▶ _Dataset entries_
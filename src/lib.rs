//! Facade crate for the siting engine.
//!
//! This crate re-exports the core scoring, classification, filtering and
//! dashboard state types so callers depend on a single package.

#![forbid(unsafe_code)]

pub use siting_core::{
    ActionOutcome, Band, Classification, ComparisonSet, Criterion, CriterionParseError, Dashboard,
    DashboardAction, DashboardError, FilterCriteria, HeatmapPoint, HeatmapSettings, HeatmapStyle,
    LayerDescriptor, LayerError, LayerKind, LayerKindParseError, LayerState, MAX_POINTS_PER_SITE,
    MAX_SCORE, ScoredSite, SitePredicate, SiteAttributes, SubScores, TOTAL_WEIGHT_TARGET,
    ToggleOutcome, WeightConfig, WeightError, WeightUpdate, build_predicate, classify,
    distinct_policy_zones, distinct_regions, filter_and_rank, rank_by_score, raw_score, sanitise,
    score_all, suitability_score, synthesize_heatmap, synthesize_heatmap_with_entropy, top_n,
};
...
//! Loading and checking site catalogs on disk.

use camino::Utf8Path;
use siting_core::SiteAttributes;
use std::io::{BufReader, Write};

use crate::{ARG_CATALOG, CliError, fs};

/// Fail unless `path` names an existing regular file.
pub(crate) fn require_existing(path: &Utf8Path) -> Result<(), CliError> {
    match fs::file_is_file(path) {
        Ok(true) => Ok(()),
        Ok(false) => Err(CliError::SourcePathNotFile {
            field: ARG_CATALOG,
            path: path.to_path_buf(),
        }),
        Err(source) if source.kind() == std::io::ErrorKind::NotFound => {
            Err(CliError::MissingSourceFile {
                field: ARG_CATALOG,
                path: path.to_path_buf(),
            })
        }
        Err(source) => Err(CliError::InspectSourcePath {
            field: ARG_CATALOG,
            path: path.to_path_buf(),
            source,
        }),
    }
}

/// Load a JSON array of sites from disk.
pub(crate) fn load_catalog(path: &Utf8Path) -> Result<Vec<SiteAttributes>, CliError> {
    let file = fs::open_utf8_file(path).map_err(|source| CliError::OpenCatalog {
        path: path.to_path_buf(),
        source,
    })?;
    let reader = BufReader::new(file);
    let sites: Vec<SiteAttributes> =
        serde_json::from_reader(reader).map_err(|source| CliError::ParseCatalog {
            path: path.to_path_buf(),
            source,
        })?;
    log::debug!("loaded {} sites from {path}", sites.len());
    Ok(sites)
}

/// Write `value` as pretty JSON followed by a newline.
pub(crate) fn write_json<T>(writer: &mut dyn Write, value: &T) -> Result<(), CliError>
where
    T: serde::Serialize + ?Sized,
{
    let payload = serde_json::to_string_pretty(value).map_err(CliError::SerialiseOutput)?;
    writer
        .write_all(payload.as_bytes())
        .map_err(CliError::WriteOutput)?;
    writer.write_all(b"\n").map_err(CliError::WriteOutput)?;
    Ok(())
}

▶ _EXERCISE OBJECTIVE_
Count the lines above in which the string "CliError" occurs. Give that number and nothing else.

▶ _FINISHED TASK_
12